Dataset entries
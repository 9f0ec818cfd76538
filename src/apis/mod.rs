/// External API adapters
///
/// - `covalent`: chain data provider (transactions with decoded logs)
/// - `dexscreener`: pair metadata lookup
pub mod client;
pub mod covalent;
pub mod dexscreener;
#[cfg(test)]
mod tests {
    use super::*;
    use crate::transactions::provider::StaticProvider;
    use chrono::{DateTime, Duration, TimeZone, Utc};

    fn now() -> DateTime<Utc> {
        Utc.with_ymd_and_hms(2024, 6, 10, 0, 0, 0).unwrap()
    }

    fn window() -> TimeWindow {
        TimeWindow::trailing(now(), 7).unwrap()
    }

    fn at(hours_ago: i64, tag: &str) -> RawTransaction {
        RawTransaction {
            tx_hash: Some(tag.to_string()),
            timestamp: Some(now() - Duration::hours(hours_ago)),
            ..RawTransaction::default()
        }
    }

    fn request() -> ScanRequest {
        ScanRequest::new("eth-mainnet", "0xpair")
    }

    async fn drain(feed: &mut dyn TransactionFeed) -> ScanResult<Vec<String>> {
        let mut tags = Vec::new();
        while let Some(item) = feed.next_transaction().await? {
            tags.push(item.tx_hash.unwrap_or_default());
        }
        Ok(tags)
    }

    /// Three batches; batch 2 has an out-of-window record in the middle
    fn three_batches() -> Vec<Vec<RawTransaction>> {
        vec![
            vec![at(1, "a1"), at(2, "a2")],
            vec![at(10, "b1"), at(24 * 8, "b2-old"), at(11, "b3")],
            vec![at(12, "c1")],
        ]
    }

    #[tokio::test]
    async fn test_paged_feed_walks_all_pages_in_order() {
        let provider = Arc::new(StaticProvider::new(vec![
            vec![at(1, "a1"), at(2, "a2")],
            vec![],
            vec![at(3, "c1")],
        ]));
        let mut feed = PagedFeed::new(provider.clone(), request());

        assert_eq!(drain(&mut feed).await.unwrap(), vec!["a1", "a2", "c1"]);
        assert_eq!(feed.pages_fetched(), 3);
        assert_eq!(provider.request_count(), 3);
        // Exhausted feeds stay exhausted without new requests
        assert!(feed.next_transaction().await.unwrap().is_none());
        assert_eq!(provider.request_count(), 3);
    }

    #[tokio::test]
    async fn test_window_truncates_on_first_miss() {
        let provider = Arc::new(StaticProvider::new(three_batches()));
        let mut feed = WindowedFeed::new(PagedFeed::new(provider.clone(), request()), window());

        assert_eq!(drain(&mut feed).await.unwrap(), vec!["a1", "a2", "b1"]);
        // Batch 3 is never requested
        assert_eq!(provider.request_count(), 2);
        assert!(feed.next_transaction().await.unwrap().is_none());
    }

    #[tokio::test]
    async fn test_streamed_feed_matches_paged_feed() {
        for capacity in [1, 2, 64] {
            let provider = Arc::new(StaticProvider::new(three_batches()));
            let mut feed = WindowedFeed::new(
                StreamedFeed::spawn(provider, request(), capacity),
                window(),
            );
            assert_eq!(drain(&mut feed).await.unwrap(), vec!["a1", "a2", "b1"]);
        }
    }

    #[tokio::test]
    async fn test_streamed_producer_stops_at_window_start() {
        let pages = vec![
            vec![at(1, "a1"), at(2, "a2")],
            vec![at(10, "b1"), at(24 * 8, "b2-old")],
            vec![at(12, "c1")],
            vec![at(13, "d1")],
        ];
        for capacity in [1, 256] {
            let provider = Arc::new(StaticProvider::new(pages.clone()));
            let mut feed = build_feed(
                RetrievalMode::Streamed,
                provider.clone(),
                request(),
                window(),
                capacity,
            );

            assert_eq!(drain(feed.as_mut()).await.unwrap(), vec!["a1", "a2", "b1"]);
            assert_eq!(provider.request_count(), 2, "capacity {}", capacity);
        }
    }

    #[tokio::test]
    async fn test_records_after_window_end_are_skipped_not_terminal() {
        let provider = Arc::new(StaticProvider::new(vec![vec![
            at(-5, "future"),
            at(1, "a1"),
            at(-1, "future2"),
            at(2, "a2"),
        ]]));
        let mut feed = WindowedFeed::new(PagedFeed::new(provider, request()), window());

        assert_eq!(drain(&mut feed).await.unwrap(), vec!["a1", "a2"]);
    }

    #[tokio::test]
    async fn test_missing_timestamp_passes_through_window() {
        let mut undated = at(0, "undated");
        undated.timestamp = None;
        let provider = Arc::new(StaticProvider::new(vec![vec![at(1, "a1"), undated, at(2, "a2")]]));
        let mut feed = WindowedFeed::new(PagedFeed::new(provider, request()), window());

        assert_eq!(drain(&mut feed).await.unwrap(), vec!["a1", "undated", "a2"]);
    }

    #[tokio::test]
    async fn test_paged_failure_aborts() {
        let provider = Arc::new(StaticProvider::new(three_batches()).with_failure(1, "rate limited"));
        let mut feed = WindowedFeed::new(PagedFeed::new(provider.clone(), request()), window());

        let err = drain(&mut feed).await.unwrap_err();
        assert!(err.to_string().contains("rate limited"));
        assert_eq!(err.stage(), Stage::Retrieval);
        assert_eq!(provider.request_count(), 2);
    }

    #[tokio::test]
    async fn test_streamed_failure_is_delivered_in_band() {
        let provider = Arc::new(StaticProvider::new(three_batches()).with_failure(1, "gateway"));
        let mut feed = StreamedFeed::spawn(provider, request(), 8);

        assert!(feed.next_transaction().await.unwrap().is_some());
        assert!(feed.next_transaction().await.unwrap().is_some());
        let err = feed.next_transaction().await.unwrap_err();
        assert!(err.to_string().contains("gateway"));
        assert!(feed.next_transaction().await.unwrap().is_none());
    }

    #[tokio::test]
    async fn test_build_feed_modes_agree() {
        for mode in [RetrievalMode::Paged, RetrievalMode::Streamed] {
            let provider: Arc<dyn ChainDataProvider> =
                Arc::new(StaticProvider::new(three_batches()));
            let mut feed = build_feed(mode, provider, request(), window(), 4);
            assert_eq!(drain(feed.as_mut()).await.unwrap(), vec!["a1", "a2", "b1"]);
        }
    }
}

* _TASK REQUIREMENTS_:
Only the number is wanted: how many lines above include the word "DateTime"?

* _SOLUTION_:
2